Last week's New Avengers #51 saw Spider-Man reveal his identity to his teammates -- barely a year after the highly publicized events of "One More Day."

After going to such extreme, and controversial, lengths to conceal the wall-crawler's alter ego, why was Marvel so fast to unmask Peter Parker ... again?

"I talked to [New Avengers writer] Brian Bendis about this before the fact, and it’s part of a larger story arc for Peter Parker/Spider-Man," Editor-in-Chief Joe Quesada says in this week's "MyCup o' Joe" Q&A. "And the outcome of it … well, I don’t want to give away Brian’s story, but it will go on and weave through New Avengers and Amazing Spider-Man with a specific outcome in mind. Maybe 'outcome' is the wrong word, but for every action, there is an equal and opposite reaction, so you’ll see how that plays out in the books. But in all, it was not a decision we entered into lightly."

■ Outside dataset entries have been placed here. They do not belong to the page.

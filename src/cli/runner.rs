use crate::errors::DbError;
use crate::query::{self, Filter, FindOptions, parse_filter_json, parse_sort_json, telemetry};
use crate::store::MemoryStore;
use std::io::Write;

use super::command::Command;
use super::output::write_records;

fn filter_from(json: Option<&str>) -> Result<Filter, DbError> {
    json.map_or_else(|| Ok(Filter::all()), parse_filter_json)
}

fn options_from(sort_json: Option<&str>, limit: Option<usize>) -> Result<FindOptions, DbError> {
    let sort = sort_json.map(parse_sort_json).transpose()?;
    Ok(FindOptions { sort, limit })
}

/// Execute one command, writing its output to `out`.
///
/// # Errors
/// Returns parse, data file, row store and I/O errors.
pub async fn run<W: Write>(cmd: Command, out: &mut W) -> Result<(), DbError> {
    match cmd {
        Command::Find { data, table, filter_json, sort_json, limit, format } => {
            let store = MemoryStore::from_json_file(&data)?;
            let filter = filter_from(filter_json.as_deref())?;
            let opts = options_from(sort_json.as_deref(), limit)?;
            let rows = query::find(&store, &table, &filter, &opts).await?;
            log::info!("find table={table} returned {} row(s)", rows.len());
            write_records(&mut *out, &rows, format)?;
        }
        Command::Explain { filter_json, sort_json, limit } => {
            let filter = filter_from(filter_json.as_deref())?;
            let opts = options_from(sort_json.as_deref(), limit)?;
            let plan = query::explain(&filter, &opts);
            writeln!(out, "{}", serde_json::to_string_pretty(&plan)?)?;
        }
        Command::Count { data, table, filter_json } => {
            let store = MemoryStore::from_json_file(&data)?;
            let filter = filter_from(filter_json.as_deref())?;
            let n = query::count(&store, &table, &filter).await?;
            writeln!(out, "{n}")?;
        }
        Command::Metrics => {
            write!(out, "{}", telemetry::metrics_text())?;
        }
    }
    Ok(())
}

When interviewer Jim McLaughlin asks, "How much back-and-forth is too much?" -- the unmasking in Civil War, followed by the "un-do" in "One More Day," followed by this -- Quesada responds: "It’s just one of the usual tropes in writing comic books. Things come, they go, the change, they un-change. And secret identities are part of that. It’s part of keeping things interesting, keeping things fresh.

The important part is that these things are done for a reason, and you’ll all see the reason soon of why this particular scene played out as it did."